4. Il résulte de l'ensemble des dispositions du livre V du code de l'entrée et du séjour des étrangers et du droit d'asile, et notamment de son article L. 512-1, que le législateur a entendu déterminer l'ensemble des règles de procédure administrative et contentieuse auxquelles sont soumises les décisions par lesquelles l'autorité administrative oblige un ressortissant étranger à quitter le territoire français en assortissant cette obligation d'un délai de départ volontaire. Dès lors, les dispositions de l'article L. 121-1 du code des relations entre le public et l'administration, qui fixent les règles générales de procédure applicables aux décisions devant être motivées en vertu de l'article L. 211-2 du même code, et prévoient notamment la mise en oeuvre d'une procédure contradictoire préalable à leur édiction, ne peuvent être utilement invoquées par M. B... à l'encontre de la décision en litige.

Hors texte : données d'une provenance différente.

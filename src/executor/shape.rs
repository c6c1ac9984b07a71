//! Shape inference (spec §4.G step 2), grounded on
//! `original_source/nn/common/operations/*.cpp`'s per-op `*Prepare`
//! functions.

use crate::error::{Error, Result};
use crate::types::Shape;

/// NumPy-style broadcast of two shapes (spec §4.G: ADD/MUL element-wise
/// ops broadcast trailing dimensions).
pub fn broadcast(a: &Shape, b: &Shape) -> Result<Shape> {
    let rank = a.rank().max(b.rank());
    let mut out = vec![0u32; rank];
    for i in 0..rank {
        let da = dim_from_end(a, i);
        let db = dim_from_end(b, i);
        out[rank - 1 - i] = match (da, db) {
            (x, y) if x == y => x,
            (1, y) => y,
            (x, 1) => x,
            _ => return Err(Error::bad_data("shapes are not broadcast-compatible")),
        };
    }
    Ok(Shape::new(out))
}

/// Dimension size `i` positions in from the right, or `1` past the
/// shape's own rank (the implicit broadcast padding).
fn dim_from_end(shape: &Shape, i: usize) -> u32 {
    if i < shape.rank() {
        shape.dims()[shape.rank() - 1 - i]
    } else {
        1
    }
}

/// CONCATENATION output shape: all inputs must agree on every axis except
/// `axis`, whose sizes sum.
pub fn concatenation(inputs: &[&Shape], axis: usize) -> Result<Shape> {
    let first = inputs
        .first()
        .ok_or_else(|| Error::bad_data("concatenation needs at least one input"))?;
    if axis >= first.rank() {
        return Err(Error::bad_data("concatenation axis out of range"));
    }
    let mut dims = first.dims().to_vec();
    let mut axis_total = dims[axis];
    for shape in &inputs[1..] {
        if shape.rank() != first.rank() {
            return Err(Error::bad_data("concatenation inputs must share rank"));
        }
        for (i, (&d, &want)) in shape.dims().iter().zip(dims.iter()).enumerate() {
            if i == axis {
                continue;
            }
            if d != want {
                return Err(Error::bad_data("concatenation inputs must agree off-axis"));
            }
        }
        axis_total += shape.dims()[axis];
    }
    dims[axis] = axis_total;
    Ok(Shape::new(dims))
}

/// FULLY_CONNECTED output shape: `[batch, num_units]` from an
/// `[batch, input_size]` input and an `[num_units, input_size]` weights
/// tensor.
pub fn fully_connected(input: &Shape, weights: &Shape) -> Result<Shape> {
    if input.rank() < 1 || weights.rank() != 2 {
        return Err(Error::bad_data("fully_connected expects rank>=1 input, rank-2 weights"));
    }
    let input_size = *input.dims().last().unwrap();
    let batch: u32 = input.dims()[..input.rank() - 1].iter().product::<u32>().max(1);
    if weights.dims()[1] != input_size {
        return Err(Error::bad_data("fully_connected input_size mismatch"));
    }
    Ok(Shape::new(vec![batch, weights.dims()[0]]))
}

/// `Same`/`Valid` padding as used by CONV_2D, DEPTHWISE_CONV_2D and the
/// pooling family (spec §4.G: "Convolution output size").
#[derive(Debug, Clone, Copy, PartialEq, Eq)]
pub enum PaddingMode {
    Same,
    Valid,
}

/// Per-side padding for one spatial dimension: `(before, after)`.
#[derive(Debug, Clone, Copy, PartialEq, Eq)]
pub struct Padding {
    pub before: u32,
    pub after: u32,
}

/// Output size of one spatial dimension under `padding`, plus the
/// padding split itself. `Same` rounds the output up to `in/stride`;
/// `Valid` has no implicit padding so the filter must fully fit.
/// Total padding is `max(0, (out-1)*stride + filter - in)`, with the
/// extra odd pixel (if any) placed on the trailing side.
pub fn conv_output_size(input: u32, filter: u32, stride: u32, mode: PaddingMode) -> Result<(u32, Padding)> {
    if stride == 0 {
        return Err(Error::bad_data("stride must be positive"));
    }
    let out = match mode {
        PaddingMode::Same => input.div_ceil(stride),
        PaddingMode::Valid => {
            if filter > input {
                return Err(Error::bad_data("filter larger than input under Valid padding"));
            }
            (input - filter + 1).div_ceil(stride)
        }
    };
    let needed = ((out.saturating_sub(1)) * stride + filter).saturating_sub(input);
    let before = needed / 2;
    let after = needed - before;
    Ok((out, Padding { before, after }))
}

/// Pooling output size (spec §4.G: "Pooling output size"): identical to
/// `conv_output_size` with the pool's filter dimension playing the
/// convolution filter's role.
pub fn pooling_output_size(input: u32, filter: u32, stride: u32, mode: PaddingMode) -> Result<(u32, Padding)> {
    conv_output_size(input, filter, stride, mode)
}

/// CONV_2D/DEPTHWISE_CONV_2D output shape for an NHWC input and an
/// `[out_channels, filter_h, filter_w, in_channels]` filter (or, for
/// depthwise, `[1, filter_h, filter_w, in_channels*multiplier]`).
pub fn conv2d(input: &Shape, filter: &Shape, stride: (u32, u32), mode: PaddingMode) -> Result<Shape> {
    if input.rank() != 4 || filter.rank() != 4 {
        return Err(Error::bad_data("conv2d expects rank-4 input and filter"));
    }
    let dims = input.dims();
    let (batch, in_h, in_w) = (dims[0], dims[1], dims[2]);
    let (out_h, _) = conv_output_size(in_h, filter.dims()[1], stride.0, mode)?;
    let (out_w, _) = conv_output_size(in_w, filter.dims()[2], stride.1, mode)?;
    Ok(Shape::new(vec![batch, out_h, out_w, filter.dims()[0]]))
}

/// DEPTHWISE_CONV_2D output shape and depth-multiplier check (spec
/// §4.G: "output depth = input depth × multiplier; filter's channel dim
/// must equal input depth × multiplier").
pub fn depthwise_conv2d(input: &Shape, filter: &Shape, stride: (u32, u32), multiplier: u32, mode: PaddingMode) -> Result<Shape> {
    if input.rank() != 4 || filter.rank() != 4 {
        return Err(Error::bad_data("depthwise_conv2d expects rank-4 input and filter"));
    }
    let dims = input.dims();
    let (batch, in_h, in_w, in_depth) = (dims[0], dims[1], dims[2], dims[3]);
    let out_depth = in_depth * multiplier;
    if filter.dims()[3] != out_depth {
        return Err(Error::bad_data("depthwise filter channel dim must equal input depth * multiplier"));
    }
    let (out_h, _) = conv_output_size(in_h, filter.dims()[1], stride.0, mode)?;
    let (out_w, _) = conv_output_size(in_w, filter.dims()[2], stride.1, mode)?;
    Ok(Shape::new(vec![batch, out_h, out_w, out_depth]))
}

/// AVG/MAX/L2_POOL_2D output shape for an NHWC input.
pub fn pool2d(input: &Shape, filter: (u32, u32), stride: (u32, u32), mode: PaddingMode) -> Result<Shape> {
    if input.rank() != 4 {
        return Err(Error::bad_data("pool2d expects rank-4 input"));
    }
    let dims = input.dims();
    let (out_h, _) = pooling_output_size(dims[1], filter.0, stride.0, mode)?;
    let (out_w, _) = pooling_output_size(dims[2], filter.1, stride.1, mode)?;
    Ok(Shape::new(vec![dims[0], out_h, out_w, dims[3]]))
}

/// RESHAPE output shape: caller-requested dims, with at most one `-1`
/// wildcard resolved against the input's element count.
pub fn reshape(input: &Shape, requested: &[i32]) -> Result<Shape> {
    let total = input.element_count();
    let wildcard_count = requested.iter().filter(|&&d| d == -1).count();
    if wildcard_count > 1 {
        return Err(Error::bad_data("reshape allows at most one -1 dimension"));
    }
    let known_product: i64 = requested.iter().filter(|&&d| d != -1).map(|&d| d as i64).product();
    let mut dims = Vec::with_capacity(requested.len());
    for &d in requested {
        if d == -1 {
            if known_product == 0 || total as i64 % known_product != 0 {
                return Err(Error::bad_data("reshape -1 dimension doesn't divide evenly"));
            }
            dims.push((total as i64 / known_product) as u32);
        } else if d < 0 {
            return Err(Error::bad_data("reshape dimension must be >= -1"));
        } else {
            dims.push(d as u32);
        }
    }
    let out = Shape::new(dims);
    if out.element_count() != total {
        return Err(Error::bad_data("reshape changes element count"));
    }
    Ok(out)
}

5. Le droit d'être entendu implique que l'autorité préfectorale, avant de prendre à l'encontre d'un étranger une décision portant obligation de quitter le territoire français, mette l'intéressé à même de présenter ses observations écrites et lui permette, sur sa demande, de faire valoir des observations orales, de telle sorte qu'il puisse faire connaître, de manière utile et effective, son point de vue sur la mesure envisagée avant qu'elle n'intervienne. Toutefois, selon le droit de l'Union, dont l'un des objectifs est l'éloignement de tout ressortissant d'un pays tiers en séjour irrégulier, lorsqu'une mesure d'éloignement a été décidée dans le cadre d'une procédure administrative en méconnaissance du droit d'être entendu, le juge chargé de l'appréciation de la légalité de cette décision ne saurait annuler cette mesure que s'il considère, eu égard à l'ensemble des circonstances de fait et de droit de chaque espèce, que cette violation a effectivement privé celui qui l'invoque de la possibilité de mieux faire valoir sa défense dans une mesure telle que cette procédure administrative aurait pu aboutir à un résultat différent. Il ne ressort pas des pièces du dossier que M.B... aurait été effectivement privé, en l'espèce, de la possibilité de faire connaître son point de vue sur la mesure d'éloignement envisagée. Par suite, le moyen tiré de ce que la décision contestée méconnaîtrait le principe général du droit d'être entendu, qui est au nombre des principes fondamentaux du droit de l'Union européenne, doit être écarté.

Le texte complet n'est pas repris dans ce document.